Eugen Gomringer (20 January 1925 – 21 August 2025) was a Bolivian-born Swiss concrete poet. He was head of the Institut für Konstruktive Kunst und Konkrete Poesie (IKKP) in Rehau, Germany. Between 1977 and 1990, he was a professor at the Kunstakademie Düsseldorf, the Arts Academy of the city of Düsseldorf. Gomringer wrote in German, Spanish, French, and English.

== Life and career ==
Eugen Gomringer was born in Cachuela Esperanza, Bolivia on 20 January 1925. He moved to Switzerland, the country his father was from, in the 1940s where he studied artistic and literary history at the University of Bern. His first volume of poetry, "konstellationen constellations constelaciones," was published in 1953. He co-published Edwin Morgan's first full collection of concrete poetry, Starryveldt, in 1965. In 1981 Gomringer sold his private art collection to the City of Ingolstadt, which subsequently in 1992 opened the Museum of Concrete Art.
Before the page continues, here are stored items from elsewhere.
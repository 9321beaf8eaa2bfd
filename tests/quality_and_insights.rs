//! Data-quality scans and insights on a loader-style dataset
//!
//! Run with: `cargo test --test quality_and_insights`

use intellisheet::insights::{InsightGenerator, InsightValue};
use intellisheet::quality::{IssueKind, QualityDetector};
use intellisheet::{inspect, CommandOutcome, Dataset, EngineConfig, SheetEngine};

fn grades() -> Dataset {
    let rows: Vec<Vec<String>> = [
        ["amy", "72", "2024-01-10", "B"],
        ["ben", "", "2024-01-11", "C"],
        ["cal", "61", "2024-01-12", "F"],
        ["dee", "91", "2024-01-15", "A"],
        ["eve", "#DIV/0!", "2024-01-15", "B"],
        ["fin", "64", "2024-01-16", "C"],
        ["gus", "58", "2024-01-17", "D"],
        ["hal", "88", "2024-01-18", "B"],
        ["ivy", "77", "2024-01-19", "B"],
        ["jon", "69", "2024-01-20", "C"],
        ["kim", "83", "2024-01-21", "B"],
        ["dee", "91", "2024-01-15", "A"],
    ]
    .iter()
    .map(|r| r.iter().map(|s| s.to_string()).collect())
    .collect();
    Dataset::from_raw_rows(&["student", "score", "taken", "grade"], &rows).unwrap()
}

#[test]
fn test_fixed_scans_are_additive() {
    let config = EngineConfig::default();
    let data = grades();
    let schema = inspect(&data, &config);
    let report = QualityDetector::new(&config).scan(&data, &schema, None).unwrap();

    assert_eq!(report.rows_with(IssueKind::Missing), vec![1]);
    assert_eq!(report.rows_with(IssueKind::TypeMismatch), vec![4]);
    assert_eq!(report.rows_with(IssueKind::ErrorValue), vec![4]);
    assert_eq!(report.rows_with(IssueKind::Duplicate), vec![11]);
    assert_eq!(report.flagged_rows(), vec![1, 4, 11]);

    let summary = &report.missing_summary;
    assert_eq!(summary.len(), 1);
    assert_eq!(summary[0].column, "score");
    assert_eq!(summary[0].count, 1);
}

#[test]
fn test_scans_are_recomputed_from_scratch() {
    let config = EngineConfig::default();
    let data = grades();
    let schema = inspect(&data, &config);
    let detector = QualityDetector::new(&config);
    let first = detector.scan(&data, &schema, None).unwrap();
    let second = detector.scan(&data, &schema, None).unwrap();
    assert_eq!(first, second);
}

#[test]
fn test_ad_hoc_condition_joins_the_report() {
    let engine = SheetEngine::new(EngineConfig::default()).unwrap();
    let report = engine.quality_report(&grades(), Some("score below 60")).unwrap();
    assert_eq!(report.rows_with(IssueKind::PredicateMatch), vec![6]);
    assert_eq!(report.rows_with(IssueKind::Missing), vec![1]);
}

#[test]
fn test_highlight_errors_command() {
    let mut engine = SheetEngine::new(EngineConfig::default()).unwrap();
    let outcome = engine.execute("highlight errors in score", &grades()).unwrap();
    let CommandOutcome::Highlight { rows, flags, .. } = outcome else {
        panic!("highlight should return flags");
    };
    assert_eq!(rows, vec![4]);
    assert!(flags.iter().all(|f| f.column.as_deref() == Some("score")));
    assert!(flags.iter().any(|f| f.kind == IssueKind::ErrorValue));
}

#[test]
fn test_insights_are_deterministic() {
    let config = EngineConfig::default();
    let data = grades();
    let schema = inspect(&data, &config);
    let generator = InsightGenerator::new(&config);
    let first = serde_json::to_string(&generator.generate(&data, &schema, None).unwrap()).unwrap();
    let second = serde_json::to_string(&generator.generate(&data, &schema, None).unwrap()).unwrap();
    assert_eq!(first, second);
}

#[test]
fn test_top_values_for_text_columns() {
    let config = EngineConfig::default();
    let data = grades();
    let schema = inspect(&data, &config);
    let records = InsightGenerator::new(&config).generate(&data, &schema, None).unwrap();
    let top = records
        .iter()
        .find(|r| r.column_or_group == "grade" && r.metric_name == "top_1")
        .unwrap();
    assert_eq!(top.value, InsightValue::Text("B".to_string()));
    assert_eq!(top.evidence_row_count, 5);
    let ranks = records
        .iter()
        .filter(|r| r.column_or_group == "grade" && r.metric_name.starts_with("top_"))
        .count();
    assert_eq!(ranks, 5);
}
From 1977 to 1990, he taught as a professor of aesthetic theory in Düsseldorf. His most famous poem "Avenidas" was displayed at Alice Salomon University of Applied Sciences Berlin until it was taken down due to people finding it discriminatory to women. It was moved to a building wall in Rehau in 2018.

In January 2025, Gomringer turned 100. The city of Rehau opened an exhibition featuring 100 of his various works. He died in Bamberg on 21 August 2025.

The German and Swiss poet and writer Nora Gomringer is his daughter.